[Start of section]

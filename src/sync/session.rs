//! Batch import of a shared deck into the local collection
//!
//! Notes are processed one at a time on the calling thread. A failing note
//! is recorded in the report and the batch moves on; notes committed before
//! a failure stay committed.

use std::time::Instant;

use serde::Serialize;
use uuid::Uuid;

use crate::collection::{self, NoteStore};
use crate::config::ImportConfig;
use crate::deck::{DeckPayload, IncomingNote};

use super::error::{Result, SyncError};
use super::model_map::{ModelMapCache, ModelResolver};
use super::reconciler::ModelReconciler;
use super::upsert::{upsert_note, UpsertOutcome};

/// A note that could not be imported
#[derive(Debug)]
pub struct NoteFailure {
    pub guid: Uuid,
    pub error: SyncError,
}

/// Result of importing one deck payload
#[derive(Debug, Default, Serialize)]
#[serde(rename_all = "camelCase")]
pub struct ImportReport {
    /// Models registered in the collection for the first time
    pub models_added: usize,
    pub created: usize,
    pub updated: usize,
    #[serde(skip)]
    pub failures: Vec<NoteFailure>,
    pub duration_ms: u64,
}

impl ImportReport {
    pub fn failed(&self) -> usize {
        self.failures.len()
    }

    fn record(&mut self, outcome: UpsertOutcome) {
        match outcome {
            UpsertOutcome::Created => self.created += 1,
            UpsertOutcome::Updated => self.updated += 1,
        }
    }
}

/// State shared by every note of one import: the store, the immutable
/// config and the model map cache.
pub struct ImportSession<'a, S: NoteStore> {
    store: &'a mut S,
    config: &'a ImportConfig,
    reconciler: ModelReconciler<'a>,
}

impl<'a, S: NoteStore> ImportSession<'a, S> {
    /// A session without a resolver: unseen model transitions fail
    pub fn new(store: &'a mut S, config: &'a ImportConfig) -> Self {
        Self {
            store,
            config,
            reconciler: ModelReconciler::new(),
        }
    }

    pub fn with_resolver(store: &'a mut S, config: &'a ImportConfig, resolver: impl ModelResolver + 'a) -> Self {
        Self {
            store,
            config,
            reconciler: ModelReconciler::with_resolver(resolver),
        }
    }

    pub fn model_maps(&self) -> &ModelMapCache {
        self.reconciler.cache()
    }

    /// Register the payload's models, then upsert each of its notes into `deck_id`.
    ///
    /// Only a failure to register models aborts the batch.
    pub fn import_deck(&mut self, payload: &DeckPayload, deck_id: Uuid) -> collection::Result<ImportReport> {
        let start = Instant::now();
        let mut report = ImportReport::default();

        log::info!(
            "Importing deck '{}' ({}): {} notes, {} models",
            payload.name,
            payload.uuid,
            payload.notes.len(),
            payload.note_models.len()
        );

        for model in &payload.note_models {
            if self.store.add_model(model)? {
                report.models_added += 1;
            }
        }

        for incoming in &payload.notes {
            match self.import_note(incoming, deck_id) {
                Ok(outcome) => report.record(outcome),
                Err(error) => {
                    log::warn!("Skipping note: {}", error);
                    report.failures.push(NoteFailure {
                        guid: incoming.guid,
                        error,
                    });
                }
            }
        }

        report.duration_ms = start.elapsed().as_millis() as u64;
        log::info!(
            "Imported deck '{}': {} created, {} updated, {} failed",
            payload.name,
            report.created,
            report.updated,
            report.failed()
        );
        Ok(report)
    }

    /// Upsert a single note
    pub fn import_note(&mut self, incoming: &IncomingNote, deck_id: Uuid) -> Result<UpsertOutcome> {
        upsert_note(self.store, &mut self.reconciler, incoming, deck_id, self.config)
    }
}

[End of section]
[Start of section]

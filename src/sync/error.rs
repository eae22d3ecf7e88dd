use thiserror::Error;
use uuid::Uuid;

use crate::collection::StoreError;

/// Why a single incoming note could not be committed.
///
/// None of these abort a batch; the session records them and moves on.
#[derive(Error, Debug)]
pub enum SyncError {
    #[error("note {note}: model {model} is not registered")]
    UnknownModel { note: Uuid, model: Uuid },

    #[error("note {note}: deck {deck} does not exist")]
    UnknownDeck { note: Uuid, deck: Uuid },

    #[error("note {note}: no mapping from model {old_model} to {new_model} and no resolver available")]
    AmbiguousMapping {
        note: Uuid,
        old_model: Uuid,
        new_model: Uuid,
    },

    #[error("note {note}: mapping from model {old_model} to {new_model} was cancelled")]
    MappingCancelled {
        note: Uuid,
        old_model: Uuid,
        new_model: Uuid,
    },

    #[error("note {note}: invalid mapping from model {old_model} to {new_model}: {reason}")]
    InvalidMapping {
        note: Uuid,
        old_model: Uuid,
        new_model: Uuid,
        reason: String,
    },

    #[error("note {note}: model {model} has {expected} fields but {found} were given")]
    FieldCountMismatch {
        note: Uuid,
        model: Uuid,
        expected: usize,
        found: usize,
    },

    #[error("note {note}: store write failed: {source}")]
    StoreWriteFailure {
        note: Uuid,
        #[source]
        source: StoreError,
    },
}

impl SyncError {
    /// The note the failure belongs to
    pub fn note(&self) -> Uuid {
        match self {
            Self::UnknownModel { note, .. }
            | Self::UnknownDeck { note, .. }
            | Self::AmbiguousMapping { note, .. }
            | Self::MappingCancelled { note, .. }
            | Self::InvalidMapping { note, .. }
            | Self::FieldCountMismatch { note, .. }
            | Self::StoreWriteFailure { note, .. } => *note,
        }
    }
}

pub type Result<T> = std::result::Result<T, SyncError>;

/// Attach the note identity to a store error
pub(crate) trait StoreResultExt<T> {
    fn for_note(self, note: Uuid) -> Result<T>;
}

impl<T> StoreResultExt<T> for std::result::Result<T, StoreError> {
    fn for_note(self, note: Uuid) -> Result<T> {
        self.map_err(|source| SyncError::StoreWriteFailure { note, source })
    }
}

[End of section]

■ THE PROBLEM:
Going through the entries above, count the lines with the word "Serialize". Give only the result.

■ ANSWER BOX:
2